Andrej Karpathy on the Decade of Agents, the Limits of RL, and Why Education Is His Next Mission
A summary of key takeaways from Andrej Karpathy’s conversation with Dwarkesh Patel
In a wide-ranging conversation with Dwarkesh Patel, Andrej Karpathy — former head of AI at Tesla, founding member of OpenAI, and creator of some of the most popular AI educational content on the internet — shared his views on where AI is headed, what’s still broken, and why he’s now pouring his energy into education. Here are the key takeaways.
“It’s the Decade of Agents, Not the Year of Agents”
Karpathy’s now-famous quote is a direct pushback on industry hype. Early agents like Claude Code and Codex are impressive and he uses them daily, but they’re missing too much to be considered mature: they lack continual learning, robust multimodality, and general cognitive reliability. Based on his 15 years in the field watching predictions overshoot, he estimates roughly a decade of hard work remains to get agents to the point where you’d genuinely hire one as an intern.
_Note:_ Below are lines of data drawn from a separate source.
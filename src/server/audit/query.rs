use std::fs::File;
use std::io::{self, BufRead, BufReader, Write};
use std::path::{Path, PathBuf};

use anyhow::{Context, Result};
use chrono::{DateTime, Local};
use clap::ValueEnum;
use log::debug;
use serde::{Deserialize, Serialize};

use super::record::AuditRecord;
use super::stream::{list_archives, ARCHIVE_DIR, JSON_EXT};
use super::writer::{GENERAL_STREAM, SECURITY_STREAM};

#[derive(Debug, Clone, Copy, Default, PartialEq, Eq, Serialize, Deserialize, ValueEnum)]
#[serde(rename_all = "lowercase")]
pub enum Stream {
    /// Every request
    #[default]
    #[serde(alias = "audit")]
    #[value(alias = "audit")]
    General,
    /// Requests flagged with a security violation
    Security,
}

impl Stream {
    pub fn file_name(&self) -> &'static str {
        match self {
            Self::General => GENERAL_STREAM,
            Self::Security => SECURITY_STREAM,
        }
    }
}

#[derive(Debug, Clone, Copy, Default, PartialEq, Eq, ValueEnum)]
pub enum ExportFormat {
    /// One JSON record per line
    #[default]
    Ndjson,
    /// Flattened records with a header row
    Csv,
}

#[derive(Debug, Clone, Default)]
pub struct SearchQuery {
    /// Case-insensitive substring matched against the raw line.
    pub text: Option<String>,
    pub since: Option<DateTime<Local>>,
    pub until: Option<DateTime<Local>>,
    /// Keep only the newest `limit` matches.
    pub limit: Option<usize>,
}

impl SearchQuery {
    fn matches_line(&self, lower_line: &str, needle: Option<&str>) -> bool {
        match needle {
            Some(needle) => lower_line.contains(needle),
            None => true,
        }
    }

    fn matches_time(&self, record: &AuditRecord) -> bool {
        if self.since.is_none() && self.until.is_none() {
            return true;
        }
        let time = match record.parse_timestamp() {
            Some(time) => time,
            None => return false,
        };
        if matches!(self.since, Some(since) if time < since) {
            return false;
        }
        if matches!(self.until, Some(until) if time > until) {
            return false;
        }
        true
    }
}

/// Files of a stream in write order: archives oldest first, then the active
/// file.
pub fn stream_files(dir: &Path, stream: Stream) -> Result<Vec<PathBuf>> {
    let name = stream.file_name();
    let mut files = list_archives(&dir.join(ARCHIVE_DIR), name, JSON_EXT)?;
    let active = dir.join(format!("{name}.{JSON_EXT}"));
    if active.exists() {
        files.push(active);
    }
    Ok(files)
}

/// Matching records in chronological order. Never writes to the log
/// directory.
pub fn search(dir: &Path, stream: Stream, query: &SearchQuery) -> Result<Vec<AuditRecord>> {
    let needle = query.text.as_ref().map(|s| s.to_lowercase());
    let mut records = Vec::new();

    for path in stream_files(dir, stream)? {
        let file = match File::open(&path) {
            Ok(file) => file,
            // Rotated away between listing and opening
            Err(err) if err.kind() == io::ErrorKind::NotFound => continue,
            Err(err) => return Err(err).context(format!("open log: {}", path.display())),
        };

        for line in BufReader::new(file).lines() {
            let line = line.with_context(|| format!("read log: {}", path.display()))?;
            if line.trim().is_empty() {
                continue;
            }
            if !query.matches_line(&line.to_lowercase(), needle.as_deref()) {
                continue;
            }
            let record: AuditRecord = match serde_json::from_str(&line) {
                Ok(record) => record,
                Err(e) => {
                    debug!("Skip malformed audit line in {}: {e}", path.display());
                    continue;
                }
            };
            if !query.matches_time(&record) {
                continue;
            }
            records.push(record);
        }
    }

    if let Some(limit) = query.limit {
        if records.len() > limit {
            records.drain(..records.len() - limit);
        }
    }
    Ok(records)
}

/// Flat shape of a record for CSV.
#[derive(Debug, Serialize)]
struct CsvRow<'a> {
    timestamp: &'a str,
    request_id: &'a str,
    fingerprint: &'a str,
    ip: &'a str,
    method: &'a str,
    url: &'a str,
    status_code: u16,
    response_time_ms: u64,
    browser: &'a str,
    os: &'a str,
    device: &'a str,
    auth_status: &'static str,
    role: &'static str,
    user_id: &'a str,
    authorization_status: &'static str,
    code: &'a str,
    reason: &'a str,
    security: &'a str,
    error: &'a str,
}

impl<'a> From<&'a AuditRecord> for CsvRow<'a> {
    fn from(r: &'a AuditRecord) -> Self {
        use super::outcome::AuthStatus;

        Self {
            timestamp: &r.timestamp,
            request_id: &r.request_id,
            fingerprint: &r.fingerprint,
            ip: &r.ip,
            method: &r.method,
            url: &r.url,
            status_code: r.status_code,
            response_time_ms: r.response_time_ms,
            browser: &r.client.browser,
            os: &r.client.os,
            device: &r.client.device,
            auth_status: match r.auth.status {
                AuthStatus::Authenticated => "AUTHENTICATED",
                AuthStatus::Unauthenticated => "UNAUTHENTICATED",
            },
            role: r.auth.role.map(|role| role.as_str()).unwrap_or_default(),
            user_id: r.auth.user_id.as_deref().unwrap_or_default(),
            authorization_status: r.authorization.status.as_str(),
            code: &r.authorization.code,
            reason: r.authorization.reason.as_deref().unwrap_or_default(),
            security: r.security.as_deref().unwrap_or_default(),
            error: r.error.as_deref().unwrap_or_default(),
        }
    }
}

/// Writes the matching records to `out`, returns how many were written.
pub fn export<W: Write>(
    dir: &Path,
    stream: Stream,
    query: &SearchQuery,
    format: ExportFormat,
    mut out: W,
) -> Result<usize> {
    let records = search(dir, stream, query)?;
    match format {
        ExportFormat::Ndjson => {
            for record in records.iter() {
                writeln!(out, "{}", record.to_json()).context("write ndjson")?;
            }
            out.flush().context("flush ndjson")?;
        }
        ExportFormat::Csv => {
            let mut wtr = csv::Writer::from_writer(out);
            for record in records.iter() {
                wtr.serialize(CsvRow::from(record))
                    .context("write csv row")?;
            }
            wtr.flush().context("flush csv")?;
        }
    }
    Ok(records.len())
}

impl AuditRecord {
    pub fn table_titles() -> Vec<&'static str> {
        vec!["TIME", "IP", "METHOD", "URL", "STATUS", "CODE", "USER", "SECURITY"]
    }

    pub fn table_row(&self) -> Vec<String> {
        let time = match self.parse_timestamp() {
            Some(time) => time.format("%Y-%m-%d %H:%M:%S").to_string(),
            None => self.timestamp.clone(),
        };
        vec![
            time,
            self.ip.clone(),
            self.method.clone(),
            self.url.clone(),
            self.status_code.to_string(),
            self.authorization.code.clone(),
            self.auth.user_id.clone().unwrap_or_default(),
            self.security.clone().unwrap_or_default(),
        ]
    }
}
He frames this through self-driving as analogy. He saw a flawless Waymo demo back in 2014 and assumed the technology was nearly there. Over a decade later, full-scale autonomous driving is still not done. The lesson: demos are easy, products are hard, and progress is a “march of nines” where each additional nine of reliability takes the same amount of effort as the last.
Pre-training Is “Crappy Evolution”
Karpathy draws a careful analogy between pre-training and biological evolution. Both produce a starting point rich with capability — but they work very differently. Evolution encodes algorithms for learning into DNA; pre-training compresses the internet into neural network weights. The result is what he calls “ghosts” or “spirits” — fully digital entities that mimic humans rather than replicate the biological process that created human intelligence.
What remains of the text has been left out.